§ HOW TO COMPLETE THIS TASK:
Filter the entries down to the lines holding "RenderSettings", then copy those lines.

--- RECORD SET ---

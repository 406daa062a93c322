//! Chromium sessions driven over CDP by `chromiumoxide`.
//!
//! Each session owns one browser process with a private temporary profile,
//! so concurrent sessions never contend for profile locks.

use std::time::Duration;

use chromiumoxide::browser::{Browser, BrowserConfig};
use chromiumoxide::cdp::browser_protocol::page::CaptureScreenshotFormat;
use chromiumoxide::handler::viewport::Viewport;
use chromiumoxide::page::ScreenshotParams;
use chromiumoxide::Page;
use futures_util::StreamExt;
use preview_logging::{preview_debug, preview_warn};
use tempfile::TempDir;
use tokio::task::JoinHandle;

use crate::render::{RenderSession, SessionFactory};
use crate::{FailureKind, FetchError, RenderSettings};

const QUIET_POLL: Duration = Duration::from_millis(250);
const CLOSE_TIMEOUT: Duration = Duration::from_secs(3);
/// Resource count read from the Performance API; stable across two polls means idle.
const RESOURCE_COUNT_JS: &str = "performance.getEntriesByType('resource').length";

#[derive(Debug, Clone)]
pub struct ChromiumSessionFactory {
    settings: RenderSettings,
}

impl ChromiumSessionFactory {
    pub fn new(settings: RenderSettings) -> Self {
        Self { settings }
    }

    fn browser_config(&self, profile: &TempDir) -> Result<BrowserConfig, FetchError> {
        let settings = &self.settings;
        let mut builder = BrowserConfig::builder()
            .user_data_dir(profile.path())
            .window_size(settings.viewport_width, settings.viewport_height)
            .viewport(Some(Viewport {
                width: settings.viewport_width,
                height: settings.viewport_height,
                device_scale_factor: Some(1.0),
                ..Default::default()
            }))
            .args([
                "--disable-gpu",
                "--disable-dev-shm-usage",
                "--disable-extensions",
                "--disable-background-networking",
                "--disable-sync",
                "--no-first-run",
                "--mute-audio",
                "--hide-scrollbars",
            ])
            .arg(format!("--user-agent={}", settings.user_agent));
        if settings.no_sandbox {
            builder = builder.no_sandbox();
        }
        builder
            .build()
            .map_err(|err| FetchError::new(FailureKind::RenderCrash, err))
    }
}

#[async_trait::async_trait]
impl SessionFactory for ChromiumSessionFactory {
    async fn launch(&self) -> Result<Box<dyn RenderSession>, FetchError> {
        let profile = TempDir::new()
            .map_err(|err| FetchError::new(FailureKind::RenderCrash, err.to_string()))?;
        let config = self.browser_config(&profile)?;

        let (browser, mut handler) = Browser::launch(config)
            .await
            .map_err(|err| FetchError::new(FailureKind::RenderCrash, err.to_string()))?;

        let handler_task = tokio::spawn(async move {
            while let Some(event) = handler.next().await {
                if let Err(err) = event {
                    preview_debug!("chromium handler stopped: {}", err);
                    break;
                }
            }
        });

        Ok(Box::new(ChromiumSession {
            browser,
            handler_task,
            page: None,
            _profile: profile,
        }))
    }
}

struct ChromiumSession {
    browser: Browser,
    handler_task: JoinHandle<()>,
    page: Option<Page>,
    _profile: TempDir,
}

fn crash(err: impl std::fmt::Display) -> FetchError {
    FetchError::new(FailureKind::RenderCrash, err.to_string())
}

impl ChromiumSession {
    fn page(&self) -> Result<&Page, FetchError> {
        self.page
            .as_ref()
            .ok_or_else(|| FetchError::new(FailureKind::RenderCrash, "no page open"))
    }

    async fn close_page(&mut self) {
        if let Some(page) = self.page.take() {
            if let Err(err) = page.close().await {
                preview_debug!("closing page failed: {}", err);
            }
        }
    }
}

#[async_trait::async_trait]
impl RenderSession for ChromiumSession {
    async fn navigate(&mut self, url: &str) -> Result<(), FetchError> {
        self.close_page().await;
        let page = self.browser.new_page("about:blank").await.map_err(crash)?;
        // Keep the page even if navigation stalls, so a partial capture is possible.
        self.page = Some(page);
        let page = self.page()?;
        page.goto(url)
            .await
            .map_err(|err| FetchError::new(FailureKind::Network, err.to_string()))?;
        Ok(())
    }

    async fn settle(&mut self, max_wait: Duration) {
        let Ok(page) = self.page() else {
            return;
        };
        let settle = async {
            let mut previous: Option<u64> = None;
            loop {
                let count = match page.evaluate(RESOURCE_COUNT_JS).await {
                    Ok(value) => value.into_value::<u64>().ok(),
                    Err(_) => None,
                };
                if count.is_some() && count == previous {
                    break;
                }
                previous = count;
                tokio::time::sleep(QUIET_POLL).await;
            }
        };
        let _ = tokio::time::timeout(max_wait, settle).await;
        let _ = page.evaluate("window.scrollTo(0, 0)").await;
    }

    async fn screenshot(&mut self) -> Result<Vec<u8>, FetchError> {
        let params = ScreenshotParams::builder()
            .format(CaptureScreenshotFormat::Png)
            .full_page(false)
            .build();
        self.page()?.screenshot(params).await.map_err(crash)
    }

    async fn html(&mut self) -> Result<String, FetchError> {
        self.page()?.content().await.map_err(crash)
    }

    async fn current_url(&mut self) -> Option<String> {
        self.page().ok()?.url().await.ok().flatten()
    }

    async fn shutdown(mut self: Box<Self>) {
        self.close_page().await;
        match tokio::time::timeout(CLOSE_TIMEOUT, self.browser.close()).await {
            Ok(Ok(_)) => {
                let _ = tokio::time::timeout(CLOSE_TIMEOUT, self.browser.wait()).await;
            }
            Ok(Err(err)) => preview_warn!("browser close failed: {}", err),
            Err(_) => preview_warn!("browser close timed out"),
        }
        // Whatever state close left us in, make sure the process is gone.
        if let Some(Err(err)) = self.browser.kill().await {
            preview_debug!("browser kill: {}", err);
        }
        self.handler_task.abort();
    }
}
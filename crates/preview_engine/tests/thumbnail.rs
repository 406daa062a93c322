use std::io::Cursor;

use image::{DynamicImage, ImageFormat, Rgba, RgbaImage};
use preview_engine::{
    FailureKind, ImageThumbnailer, ThumbnailSize, ThumbnailSource, Thumbnailer,
};

const TARGET: ThumbnailSize = ThumbnailSize::new(320, 200);
const URL: &str = "https://example.com/";

fn png(width: u32, height: u32) -> Vec<u8> {
    let image = RgbaImage::from_fn(width, height, |x, y| {
        Rgba([(x % 256) as u8, (y % 256) as u8, ((x ^ y) % 256) as u8, 255])
    });
    let mut bytes = Vec::new();
    DynamicImage::ImageRgba8(image)
        .write_to(&mut Cursor::new(&mut bytes), ImageFormat::Png)
        .unwrap();
    bytes
}

fn decoded_dimensions(bytes: &[u8]) -> (u32, u32) {
    let image = image::load_from_memory(bytes).expect("thumbnail decodes");
    (image.width(), image.height())
}

#[test]
fn any_aspect_ratio_yields_exact_target_size() {
    let thumbnailer = ImageThumbnailer::new(64 * 1024);
    for (width, height) in [(1600, 200), (90, 1200), (16, 16), (320, 200), (4000, 2500)] {
        let (thumbnail, error) = thumbnailer.make_thumbnail(
            URL,
            Some(&png(width, height)),
            TARGET,
            ThumbnailSource::Screenshot,
        );
        assert_eq!(error, None, "{width}x{height}");
        assert_eq!(thumbnail.source, ThumbnailSource::Screenshot);
        assert_eq!((thumbnail.width, thumbnail.height), (320, 200));
        assert_eq!(decoded_dimensions(&thumbnail.image_bytes), (320, 200));
    }
}

#[test]
fn undecodable_bytes_become_a_placeholder() {
    let thumbnailer = ImageThumbnailer::new(64 * 1024);
    let (thumbnail, error) = thumbnailer.make_thumbnail(
        URL,
        Some(b"definitely not an image"),
        TARGET,
        ThumbnailSource::Favicon,
    );
    assert_eq!(error, Some(FailureKind::DecodeFailure));
    assert_eq!(thumbnail.source, ThumbnailSource::Placeholder);
    assert_eq!(decoded_dimensions(&thumbnail.image_bytes), (320, 200));
}

#[test]
fn missing_image_is_a_placeholder_without_error() {
    let thumbnailer = ImageThumbnailer::new(64 * 1024);
    let (thumbnail, error) =
        thumbnailer.make_thumbnail(URL, None, TARGET, ThumbnailSource::Screenshot);
    assert_eq!(error, None);
    assert_eq!(thumbnail.source, ThumbnailSource::Placeholder);
    assert_eq!(thumbnail, thumbnailer.placeholder(URL, TARGET));
}

#[test]
fn placeholders_differ_per_url_and_are_stable() {
    let thumbnailer = ImageThumbnailer::new(64 * 1024);
    let a = thumbnailer.placeholder("https://a.example/", TARGET);
    let b = thumbnailer.placeholder("https://b.example/", TARGET);
    assert_eq!(a, thumbnailer.placeholder("https://a.example/", TARGET));
    assert_ne!(a.image_bytes, b.image_bytes);
}

#[test]
fn encoded_size_respects_the_cap() {
    let cap = 32 * 1024;
    let thumbnailer = ImageThumbnailer::new(cap);
    let bytes = thumbnailer.render(&png(1280, 800), TARGET).unwrap();
    assert!(bytes.len() <= cap, "{} > {}", bytes.len(), cap);
}
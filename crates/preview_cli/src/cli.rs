use std::path::{Path, PathBuf};

use clap::{Args, Parser};
use preview_core::BookmarkFormat;

#[derive(Debug, Parser)]
#[command(
    name = "bookmark-preview",
    version,
    about = "Fetch titles, descriptions and thumbnails for browser bookmarks"
)]
pub struct Cli {
    #[command(flatten)]
    pub source: SourceArgs,

    /// Only bookmarks in this folder: a path like `Bookmarks bar/Reading`, or a folder name.
    #[arg(long)]
    pub folder: Option<String>,

    /// Enrich at most this many bookmarks.
    #[arg(long)]
    pub limit: Option<usize>,

    /// Directory for thumbnails and `summary.json`.
    #[arg(long, value_name = "DIR", default_value = "previews")]
    pub out: PathBuf,

    /// Keep results between runs in this directory.
    #[arg(long, value_name = "DIR")]
    pub cache_dir: Option<PathBuf>,

    /// Empty the cache directory before starting.
    #[arg(long, requires = "cache_dir")]
    pub clear_cache: bool,

    /// RON file with pipeline options.
    #[arg(long, value_name = "FILE")]
    pub config: Option<PathBuf>,

    /// Render every page in the browser, ignoring cached results.
    #[arg(long)]
    pub force_render: bool,

    /// Use placeholders instead of favicons when no screenshot was taken.
    #[arg(long)]
    pub no_favicons: bool,

    #[command(flatten)]
    pub overrides: Overrides,

    /// Exit with status 1 when more than this share of bookmarks fail [default: 0.5].
    #[arg(long, value_name = "RATE")]
    pub max_failure_rate: Option<f64>,

    /// Log at debug level.
    #[arg(short, long)]
    pub verbose: bool,

    /// Also write the log to this file.
    #[arg(long, value_name = "FILE")]
    pub log_file: Option<PathBuf>,
}

#[derive(Debug, Args)]
#[group(required = true, multiple = false)]
pub struct SourceArgs {
    /// Netscape bookmark export (what browsers write on "Export bookmarks").
    #[arg(long, value_name = "FILE")]
    pub html: Option<PathBuf>,

    /// Chrome `Bookmarks` profile file.
    #[arg(long, value_name = "FILE")]
    pub chrome: Option<PathBuf>,

    /// Plain text file with one URL per line.
    #[arg(long, value_name = "FILE")]
    pub urls: Option<PathBuf>,
}

impl SourceArgs {
    pub fn resolve(&self) -> Option<(BookmarkFormat, &Path)> {
        if let Some(path) = &self.html {
            return Some((BookmarkFormat::NetscapeHtml, path));
        }
        if let Some(path) = &self.chrome {
            return Some((BookmarkFormat::ChromeJson, path));
        }
        self.urls
            .as_deref()
            .map(|path| (BookmarkFormat::UrlList, path))
    }
}

/// Command-line overrides for values that can also come from `--config`.
#[derive(Debug, Default, Args)]
pub struct Overrides {
    /// Requests in flight at once.
    #[arg(long)]
    pub concurrency: Option<usize>,

    /// Browser sessions at once.
    #[arg(long)]
    pub render_concurrency: Option<usize>,

    #[arg(long, value_name = "SECS")]
    pub fetch_timeout: Option<u64>,

    #[arg(long, value_name = "SECS")]
    pub render_timeout: Option<u64>,

    /// Extra fetch attempts after a network error or timeout.
    #[arg(long)]
    pub max_retries: Option<u32>,

    /// How long successful results stay cached.
    #[arg(long, value_name = "HOURS")]
    pub cache_ttl_hours: Option<u64>,

    /// Launch the browser without its sandbox (needed in some containers).
    #[arg(long)]
    pub no_sandbox: bool,
}

#[cfg(test)]
mod tests {
    use clap::CommandFactory;

    use super::*;

    #[test]
    fn command_definition_is_consistent() {
        Cli::command().debug_assert();
    }

    #[test]
    fn exactly_one_source_is_required() {
        assert!(Cli::try_parse_from(["bookmark-preview"]).is_err());
        assert!(Cli::try_parse_from([
            "bookmark-preview",
            "--html",
            "a.html",
            "--urls",
            "b.txt"
        ])
        .is_err());

        let cli = Cli::try_parse_from(["bookmark-preview", "--chrome", "Bookmarks"]).unwrap();
        let (format, path) = cli.source.resolve().unwrap();
        assert_eq!(format, BookmarkFormat::ChromeJson);
        assert_eq!(path, Path::new("Bookmarks"));
        assert_eq!(cli.out, PathBuf::from("previews"));
    }

    #[test]
    fn clearing_the_cache_needs_a_cache_dir() {
        assert!(Cli::try_parse_from(["bookmark-preview", "--urls", "u.txt", "--clear-cache"])
            .is_err());
        let cli = Cli::try_parse_from([
            "bookmark-preview",
            "--urls",
            "u.txt",
            "--cache-dir",
            "cache",
            "--clear-cache",
            "--concurrency",
            "3",
        ])
        .unwrap();
        assert!(cli.clear_cache);
        assert_eq!(cli.overrides.concurrency, Some(3));
    }
}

---

§ ANSWER TO THIS TASK:
use crate::{FailureKind, FetchError, RenderSettings};
    settings: RenderSettings,
    pub fn new(settings: RenderSettings) -> Self {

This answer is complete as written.